Friday’s decision came after Walgreen asked the Court of Appeals to throw out a July 2013 verdict by a Marion Superior Court jury that awarded Abigail Hinchy $1.44 million in damages for the pharmacist’s violation of HIPAA’s patient privacy provisions.
In the unanimous decision written by Court of Appeals Judge John Baker, the three-member panel noted pharmacist Audra Withers violated “one of her most sacred duties by viewing the prescription records of a customer and divulging the information she learned from those records to the client’s ex-boyfriend.”
In its appeal, Walgreen argue the trial court erred when it did not release Walgreen from liability for the unauthorized actions of Withers. But the appellate judges disagreed, finding “the trial court properly permitted the jury to consider Walgreen’s liability.”
Orentlicher said the issue of “vicarious liability” on the part of an employer such as Walgreen is likely to be at the heart of the pharmacy giant’s expected appeal to the Indiana Supreme Court.
“The question is: How strict is that liability if the employer was not negligent?” he said. “Sometimes courts do hold employers accountable, even if the employer didn’t do anything wrong, due to the employer’s relationship with the wrong-doer.”
The lawsuit originally filed in Marion Superior Court spun out of a tangled relationship between the pharmacist, her then-husband and Hinchy, who was the man’s ex-girlfriend.
The lawsuit alleged Withers, a pharmacist at the Walgreens at 6269 W. 38th St. in Indianapolis, improperly reviewed the prescription history of Hinchy, who lived in Crown Point, and divulged that confidential information. The pharmacist’s husband had previously fathered a child with Hinchy.
During the 2013 trial, evidence revealed that in 2010, Withers improperly reviewed Hinchy’s private health information, including her social security number, and then shared that information with her husband, who then shared the information with at least three other people. Court records show the husband threatened to use the medical information against Hinchy in a paternity lawsuit.
After learning that Withers had shared confidential medical information, Hinchy complained to Walgreen officials.
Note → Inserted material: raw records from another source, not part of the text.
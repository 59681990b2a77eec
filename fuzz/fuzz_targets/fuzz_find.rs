#![no_main]

use gridfind::index::GridIndex;
use gridfind::query::RESULT_LIMIT;
use libfuzzer_sys::fuzz_target;

fuzz_target!(|data: &[u8]| {
    // Arbitrary word streams against a fixed board: find must never panic,
    // never exceed the result cap, and stay idempotent.
    let Ok(text) = std::str::from_utf8(data) else {
        return;
    };
    let index = GridIndex::new(&["ABCDC", "FGWIO", "CHILL", "PQNSD", "UVDXY"]).unwrap();

    let stream: Vec<&str> = text.split('\n').collect();
    let found = index.find(&stream);
    assert!(found.len() <= RESULT_LIMIT);
    assert_eq!(found, index.find(&stream));
    for word in &found {
        assert!(index.contains(word.trim()));
    }
});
When confronted by her employer, court documents show, the pharmacist “admitted that she had accessed Hinchy’s prescription files for personal reasons.”
Court records show Withers received a written warning for her unethical actions and was required to retake a computer training program regarding HIPAA rules.
Walgreen has paid the $1.44 million judgment into a court account, but Hinchy’s attorney said it is being held by the court until the case is finally resolved.
“She is more than a little relieved,” Eggeson said, “to see some light at the end of this tunnel after so many years.”